▸ **WHAT IS NEEDED**
Below are some entries; can you quote all of them exactly?

[Data items]

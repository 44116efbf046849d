use serde::{Deserialize, Serialize};

use crate::types::{FileOutcome, FileReport};

/// Result of one full run, threaded through orchestration instead of being
/// accumulated in shared state.
#[derive(Clone, Debug, Default, Serialize, Deserialize, PartialEq, Eq)]
pub struct RunReport {
    pub token_source: String,
    pub token_count: usize,
    pub files: Vec<FileReport>,
}

impl RunReport {
    pub fn new(token_source: impl Into<String>, token_count: usize) -> Self {
        Self {
            token_source: token_source.into(),
            token_count,
            files: vec![],
        }
    }

    pub fn push(&mut self, name: impl Into<String>, outcome: FileOutcome) {
        self.files.push(FileReport {
            name: name.into(),
            outcome,
        });
    }

    pub fn total_violations(&self) -> usize {
        self.files.iter().map(|f| f.outcome.violations().len()).sum()
    }

    pub fn failing_files(&self) -> usize {
        self.files.iter().filter(|f| !f.outcome.passed()).count()
    }

    pub fn passed(&self) -> bool {
        self.failing_files() == 0
    }

    pub fn exit_code(&self) -> u8 {
        if self.passed() {
            0
        } else {
            1
        }
    }
}

#[cfg(test)]
mod tests {
    use super::*;
    use crate::{Violation, ViolationKind};

    #[test]
    fn test_empty_run_passes() {
        let report = RunReport::new("styles.css", 6);
        assert!(report.passed());
        assert_eq!(report.exit_code(), 0);
        assert_eq!(report.total_violations(), 0);
    }

    #[test]
    fn test_exempt_and_clean_files_pass() {
        let mut report = RunReport::new("styles.css", 6);
        report.push("a.html", FileOutcome::Clean);
        report.push("brandbook.html", FileOutcome::Exempt { reason: "brand reference".into() });
        assert!(report.passed());
    }

    #[test]
    fn test_counts_violations_and_failing_files() {
        let v = Violation::new("a.html", 3, ViolationKind::RgbColor, "rgb(", "no rgb");
        let mut report = RunReport::new("styles.css", 6);
        report.push("a.html", FileOutcome::from_violations(vec![v.clone(), v]));
        report.push("b.html", FileOutcome::from_violations(vec![]));
        assert_eq!(report.total_violations(), 2);
        assert_eq!(report.failing_files(), 1);
        assert_eq!(report.exit_code(), 1);
    }
}
//! Global constants used throughout the unipm codebase.
//!
//! Endpoint URLs, file names, and timing parameters that are shared across
//! modules. Defining them centrally keeps the wire- and disk-format contracts
//! (asset naming, checksum sidecars, config file locations) in one place.

use std::time::Duration;

/// GitHub repository that publishes unipm releases.
pub const GITHUB_REPO: &str = "opticalsecurity/unipm";

/// Fixed endpoint for latest-release metadata.
pub const GITHUB_API_URL: &str =
    "https://api.github.com/repos/opticalsecurity/unipm/releases/latest";

/// User agent sent with every request to the release feed and asset URLs.
pub const USER_AGENT: &str = "unipm-updater";

/// Name of the per-user configuration directory under the home directory.
pub const CONFIG_DIR_NAME: &str = ".unipm";

/// Environment variable overriding the configuration directory (used by tests).
pub const CONFIG_DIR_ENV: &str = "UNIPM_CONFIG_DIR";

/// Update preferences file inside the configuration directory.
pub const CONFIG_FILE_NAME: &str = "config.json";

/// File recording the epoch-millis timestamp of the last update check.
pub const LAST_CHECK_FILE_NAME: &str = "last-update-check";

/// Lock file guarding the install phase against concurrent invocations.
pub const UPDATE_LOCK_FILE_NAME: &str = "update.lock";

/// Deferred replacement script written on Windows.
pub const UPDATE_SCRIPT_NAME: &str = "update.bat";

/// Suffix that distinguishes checksum sidecar assets from binary assets.
///
/// Release assets follow the `unipm-{os}-{arch}` naming convention, with the
/// matching checksum published as `unipm-{os}-{arch}.sha256`. This must stay
/// bit-exact for interop with the existing release pipeline.
pub const CHECKSUM_SUFFIX: &str = ".sha256";

/// How long a fetched release stays valid in the in-memory cache.
pub fn release_cache_ttl() -> Duration {
    Duration::from_secs(300)
}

▸ **WRITTEN SOLUTION**
repository 44116efbf046849d
use serde::{Deserialize, Serialize};

use crate::types::{FileOutcome, FileReport};

/// Result of one full run, threaded through orchestration instead of being
/// accumulated in shared state.
#[derive(Clone, Debug, Default, Serialize, Deserialize, PartialEq, Eq)]
pub struct RunReport {
    pub token_source: String,
    pub token_count: usize,
    pub files: Vec<FileReport>,
}

impl RunReport {
    pub fn new(token_source: impl Into<String>, token_count: usize) -> Self {
        Self {
            token_source: token_source.into(),
            token_count,
            files: vec![],
        }
    }

    pub fn push(&mut self, name: impl Into<String>, outcome: FileOutcome) {
        self.files.push(FileReport {
            name: name.into(),
            outcome,
        });
    }

    pub fn total_violations(&self) -> usize {
        self.files.iter().map(|f| f.outcome.violations().len()).sum()
    }

    pub fn failing_files(&self) -> usize {
        self.files.iter().filter(|f| !f.outcome.passed()).count()
    }

    pub fn passed(&self) -> bool {
        self.failing_files() == 0
    }

    pub fn exit_code(&self) -> u8 {
        if self.passed() {
            0
        } else {
            1
        }
    }
}

#[cfg(test)]
mod tests {
    use super::*;
    use crate::{Violation, ViolationKind};

    #[test]
    fn test_empty_run_passes() {
        let report = RunReport::new("styles.css", 6);
        assert!(report.passed());
        assert_eq!(report.exit_code(), 0);
        assert_eq!(report.total_violations(), 0);
    }

    #[test]
    fn test_exempt_and_clean_files_pass() {
        let mut report = RunReport::new("styles.css", 6);
        report.push("a.html", FileOutcome::Clean);
        report.push("brandbook.html", FileOutcome::Exempt { reason: "brand reference".into() });
        assert!(report.passed());
    }

    #[test]
    fn test_counts_violations_and_failing_files() {
        let v = Violation::new("a.html", 3, ViolationKind::RgbColor, "rgb(", "no rgb");
        let mut report = RunReport::new("styles.css", 6);
        report.push("a.html", FileOutcome::from_violations(vec![v.clone(), v]));
        report.push("b.html", FileOutcome::from_violations(vec![]));
        assert_eq!(report.total_violations(), 2);
        assert_eq!(report.failing_files(), 1);
        assert_eq!(report.exit_code(), 1);
    }
}
//! Global constants used throughout the unipm codebase.
//!
//! Endpoint URLs, file names, and timing parameters that are shared across
//! modules. Defining them centrally keeps the wire- and disk-format contracts
//! (asset naming, checksum sidecars, config file locations) in one place.

use std::time::Duration;

/// GitHub repository that publishes unipm releases.
pub const GITHUB_REPO: &str = "opticalsecurity/unipm";

/// Fixed endpoint for latest-release metadata.
pub const GITHUB_API_URL: &str =
    "https://api.github.com/repos/opticalsecurity/unipm/releases/latest";

/// User agent sent with every request to the release feed and asset URLs.
pub const USER_AGENT: &str = "unipm-updater";

/// Name of the per-user configuration directory under the home directory.
pub const CONFIG_DIR_NAME: &str = ".unipm";

/// Environment variable overriding the configuration directory (used by tests).
pub const CONFIG_DIR_ENV: &str = "UNIPM_CONFIG_DIR";

/// Update preferences file inside the configuration directory.
pub const CONFIG_FILE_NAME: &str = "config.json";

/// File recording the epoch-millis timestamp of the last update check.
pub const LAST_CHECK_FILE_NAME: &str = "last-update-check";

/// Lock file guarding the install phase against concurrent invocations.
pub const UPDATE_LOCK_FILE_NAME: &str = "update.lock";

/// Deferred replacement script written on Windows.
pub const UPDATE_SCRIPT_NAME: &str = "update.bat";

/// Suffix that distinguishes checksum sidecar assets from binary assets.
///
/// Release assets follow the `unipm-{os}-{arch}` naming convention, with the
/// matching checksum published as `unipm-{os}-{arch}.sha256`. This must stay
/// bit-exact for interop with the existing release pipeline.
pub const CHECKSUM_SUFFIX: &str = ".sha256";

/// How long a fetched release stays valid in the in-memory cache.
pub fn release_cache_ttl() -> Duration {
    Duration::from_secs(300)
}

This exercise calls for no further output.